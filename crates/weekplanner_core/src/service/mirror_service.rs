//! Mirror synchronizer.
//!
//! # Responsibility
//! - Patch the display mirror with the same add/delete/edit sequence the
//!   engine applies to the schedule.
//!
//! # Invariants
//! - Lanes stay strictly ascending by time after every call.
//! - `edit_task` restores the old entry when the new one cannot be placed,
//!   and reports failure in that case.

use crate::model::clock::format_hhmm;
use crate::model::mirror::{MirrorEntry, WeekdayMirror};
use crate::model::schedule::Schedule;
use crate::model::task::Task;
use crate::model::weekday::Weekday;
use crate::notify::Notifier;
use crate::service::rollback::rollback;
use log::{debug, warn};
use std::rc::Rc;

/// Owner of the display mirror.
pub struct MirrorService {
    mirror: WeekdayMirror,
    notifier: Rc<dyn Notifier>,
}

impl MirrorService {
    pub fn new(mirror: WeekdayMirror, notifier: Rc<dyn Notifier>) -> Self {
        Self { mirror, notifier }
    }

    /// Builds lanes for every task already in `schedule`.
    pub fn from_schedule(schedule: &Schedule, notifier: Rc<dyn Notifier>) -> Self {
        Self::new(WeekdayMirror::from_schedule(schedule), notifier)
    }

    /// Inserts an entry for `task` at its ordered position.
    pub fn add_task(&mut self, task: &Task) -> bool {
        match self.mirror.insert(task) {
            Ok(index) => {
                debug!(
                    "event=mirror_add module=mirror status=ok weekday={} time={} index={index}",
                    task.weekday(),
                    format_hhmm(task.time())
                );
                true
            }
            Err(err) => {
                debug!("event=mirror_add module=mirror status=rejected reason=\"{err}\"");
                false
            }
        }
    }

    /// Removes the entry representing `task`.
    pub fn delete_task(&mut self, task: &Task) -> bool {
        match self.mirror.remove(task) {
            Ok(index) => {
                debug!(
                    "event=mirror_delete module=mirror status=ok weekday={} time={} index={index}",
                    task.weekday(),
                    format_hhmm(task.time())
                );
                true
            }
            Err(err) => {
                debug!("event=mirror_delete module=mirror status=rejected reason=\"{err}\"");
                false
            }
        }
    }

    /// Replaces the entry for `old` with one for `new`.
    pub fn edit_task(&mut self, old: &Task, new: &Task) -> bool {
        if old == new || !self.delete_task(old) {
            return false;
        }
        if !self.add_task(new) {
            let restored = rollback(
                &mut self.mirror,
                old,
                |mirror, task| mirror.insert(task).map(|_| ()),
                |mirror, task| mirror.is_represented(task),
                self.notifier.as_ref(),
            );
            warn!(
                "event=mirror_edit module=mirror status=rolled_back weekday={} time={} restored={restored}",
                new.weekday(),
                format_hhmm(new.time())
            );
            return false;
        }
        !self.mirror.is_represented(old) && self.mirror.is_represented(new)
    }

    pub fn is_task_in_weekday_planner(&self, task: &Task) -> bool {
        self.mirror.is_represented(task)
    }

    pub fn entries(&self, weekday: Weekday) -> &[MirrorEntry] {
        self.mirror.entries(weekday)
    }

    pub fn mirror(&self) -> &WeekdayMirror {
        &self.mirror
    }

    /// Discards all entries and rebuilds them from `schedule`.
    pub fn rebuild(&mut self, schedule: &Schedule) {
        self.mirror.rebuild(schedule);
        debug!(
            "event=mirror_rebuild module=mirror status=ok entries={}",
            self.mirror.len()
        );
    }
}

[Exercise description]: Retype all of the records above, keeping them identical.

[Answer space]:
filename crates/weekplanner_core/src/service/mirror_service.rs
//! Mirror synchronizer.
//!
//! # Responsibility
//! - Patch the display mirror with the same add/delete/edit sequence the
//!   engine applies to the schedule.
//!
//! # Invariants
//! - Lanes stay strictly ascending by time after every call.
//! - `edit_task` restores the old entry when the new one cannot be placed,
//!   and reports failure in that case.

use crate::model::clock::format_hhmm;
use crate::model::mirror::{MirrorEntry, WeekdayMirror};
use crate::model::schedule::Schedule;
use crate::model::task::Task;
use crate::model::weekday::Weekday;
use crate::notify::Notifier;
use crate::service::rollback::rollback;
use log::{debug, warn};
use std::rc::Rc;

/// Owner of the display mirror.
pub struct MirrorService {
    mirror: WeekdayMirror,
    notifier: Rc<dyn Notifier>,
}

impl MirrorService {
    pub fn new(mirror: WeekdayMirror, notifier: Rc<dyn Notifier>) -> Self {
        Self { mirror, notifier }
    }

    /// Builds lanes for every task already in `schedule`.
    pub fn from_schedule(schedule: &Schedule, notifier: Rc<dyn Notifier>) -> Self {
        Self::new(WeekdayMirror::from_schedule(schedule), notifier)
    }

    /// Inserts an entry for `task` at its ordered position.
    pub fn add_task(&mut self, task: &Task) -> bool {
        match self.mirror.insert(task) {
            Ok(index) => {
                debug!(
                    "event=mirror_add module=mirror status=ok weekday={} time={} index={index}",
                    task.weekday(),
                    format_hhmm(task.time())
                );
                true
            }
            Err(err) => {
                debug!("event=mirror_add module=mirror status=rejected reason=\"{err}\"");
                false
            }
        }
    }

    /// Removes the entry representing `task`.
    pub fn delete_task(&mut self, task: &Task) -> bool {
        match self.mirror.remove(task) {
            Ok(index) => {
                debug!(
                    "event=mirror_delete module=mirror status=ok weekday={} time={} index={index}",
                    task.weekday(),
                    format_hhmm(task.time())
                );
                true
            }
            Err(err) => {
                debug!("event=mirror_delete module=mirror status=rejected reason=\"{err}\"");
                false
            }
        }
    }

    /// Replaces the entry for `old` with one for `new`.
    pub fn edit_task(&mut self, old: &Task, new: &Task) -> bool {
        if old == new || !self.delete_task(old) {
            return false;
        }
        if !self.add_task(new) {
            let restored = rollback(
                &mut self.mirror,
                old,
                |mirror, task| mirror.insert(task).map(|_| ()),
                |mirror, task| mirror.is_represented(task),
                self.notifier.as_ref(),
            );
            warn!(
                "event=mirror_edit module=mirror status=rolled_back weekday={} time={} restored={restored}",
                new.weekday(),
                format_hhmm(new.time())
            );
            return false;
        }
        !self.mirror.is_represented(old) && self.mirror.is_represented(new)
    }

    pub fn is_task_in_weekday_planner(&self, task: &Task) -> bool {
        self.mirror.is_represented(task)
    }

    pub fn entries(&self, weekday: Weekday) -> &[MirrorEntry] {
        self.mirror.entries(weekday)
    }

    pub fn mirror(&self) -> &WeekdayMirror {
        &self.mirror
    }

    /// Discards all entries and rebuilds them from `schedule`.
    pub fn rebuild(&mut self, schedule: &Schedule) {
        self.mirror.rebuild(schedule);
        debug!(
            "event=mirror_rebuild module=mirror status=ok entries={}",
            self.mirror.len()
        );
    }
}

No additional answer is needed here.